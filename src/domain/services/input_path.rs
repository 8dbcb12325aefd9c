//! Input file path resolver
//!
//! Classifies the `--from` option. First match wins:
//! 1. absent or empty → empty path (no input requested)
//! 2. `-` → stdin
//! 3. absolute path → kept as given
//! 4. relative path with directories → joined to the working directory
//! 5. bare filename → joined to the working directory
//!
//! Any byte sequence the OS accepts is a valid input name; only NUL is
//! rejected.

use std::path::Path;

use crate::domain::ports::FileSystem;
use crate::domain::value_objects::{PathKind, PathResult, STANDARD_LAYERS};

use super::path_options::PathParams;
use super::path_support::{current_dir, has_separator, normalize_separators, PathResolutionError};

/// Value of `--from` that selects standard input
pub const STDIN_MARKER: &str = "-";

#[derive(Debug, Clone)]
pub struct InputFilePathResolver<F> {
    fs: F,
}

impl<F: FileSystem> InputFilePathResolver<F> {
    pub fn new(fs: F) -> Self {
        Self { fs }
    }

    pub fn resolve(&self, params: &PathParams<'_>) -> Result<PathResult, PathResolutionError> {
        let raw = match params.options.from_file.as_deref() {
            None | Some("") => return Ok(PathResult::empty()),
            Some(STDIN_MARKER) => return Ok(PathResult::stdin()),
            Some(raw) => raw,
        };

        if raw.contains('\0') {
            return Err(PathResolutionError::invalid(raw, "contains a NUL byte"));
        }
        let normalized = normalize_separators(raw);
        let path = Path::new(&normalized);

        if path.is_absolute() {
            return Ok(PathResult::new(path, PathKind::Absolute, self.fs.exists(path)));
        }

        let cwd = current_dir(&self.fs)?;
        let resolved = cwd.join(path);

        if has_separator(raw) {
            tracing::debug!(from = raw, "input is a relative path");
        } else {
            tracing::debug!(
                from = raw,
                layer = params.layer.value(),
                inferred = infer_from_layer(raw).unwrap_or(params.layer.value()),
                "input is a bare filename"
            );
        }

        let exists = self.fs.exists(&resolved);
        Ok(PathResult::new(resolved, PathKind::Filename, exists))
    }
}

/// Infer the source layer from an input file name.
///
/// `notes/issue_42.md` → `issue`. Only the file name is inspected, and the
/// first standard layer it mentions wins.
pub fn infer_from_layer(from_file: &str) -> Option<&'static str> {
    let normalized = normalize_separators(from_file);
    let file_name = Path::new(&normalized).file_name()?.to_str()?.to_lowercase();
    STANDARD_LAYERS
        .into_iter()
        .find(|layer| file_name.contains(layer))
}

• **Problem statement**: Go through the material above line by line and copy it exactly.

• **Solution below**:
filename src/domain/services/input_path.rs
repository 8dbcb12325aefd9c
//! Input file path resolver
//!
//! Classifies the `--from` option. First match wins:
//! 1. absent or empty → empty path (no input requested)
//! 2. `-` → stdin
//! 3. absolute path → kept as given
//! 4. relative path with directories → joined to the working directory
//! 5. bare filename → joined to the working directory
//!
//! Any byte sequence the OS accepts is a valid input name; only NUL is
//! rejected.

use std::path::Path;

use crate::domain::ports::FileSystem;
use crate::domain::value_objects::{PathKind, PathResult, STANDARD_LAYERS};

use super::path_options::PathParams;
use super::path_support::{current_dir, has_separator, normalize_separators, PathResolutionError};

/// Value of `--from` that selects standard input
pub const STDIN_MARKER: &str = "-";

#[derive(Debug, Clone)]
pub struct InputFilePathResolver<F> {
    fs: F,
}

impl<F: FileSystem> InputFilePathResolver<F> {
    pub fn new(fs: F) -> Self {
        Self { fs }
    }

    pub fn resolve(&self, params: &PathParams<'_>) -> Result<PathResult, PathResolutionError> {
        let raw = match params.options.from_file.as_deref() {
            None | Some("") => return Ok(PathResult::empty()),
            Some(STDIN_MARKER) => return Ok(PathResult::stdin()),
            Some(raw) => raw,
        };

        if raw.contains('\0') {
            return Err(PathResolutionError::invalid(raw, "contains a NUL byte"));
        }
        let normalized = normalize_separators(raw);
        let path = Path::new(&normalized);

        if path.is_absolute() {
            return Ok(PathResult::new(path, PathKind::Absolute, self.fs.exists(path)));
        }

        let cwd = current_dir(&self.fs)?;
        let resolved = cwd.join(path);

        if has_separator(raw) {
            tracing::debug!(from = raw, "input is a relative path");
        } else {
            tracing::debug!(
                from = raw,
                layer = params.layer.value(),
                inferred = infer_from_layer(raw).unwrap_or(params.layer.value()),
                "input is a bare filename"
            );
        }

        let exists = self.fs.exists(&resolved);
        Ok(PathResult::new(resolved, PathKind::Filename, exists))
    }
}

/// Infer the source layer from an input file name.
///
/// `notes/issue_42.md` → `issue`. Only the file name is inspected, and the
/// first standard layer it mentions wins.
pub fn infer_from_layer(from_file: &str) -> Option<&'static str> {
    let normalized = normalize_separators(from_file);
    let file_name = Path::new(&normalized).file_name()?.to_str()?.to_lowercase();
    STANDARD_LAYERS
        .into_iter()
        .find(|layer| file_name.contains(layer))
}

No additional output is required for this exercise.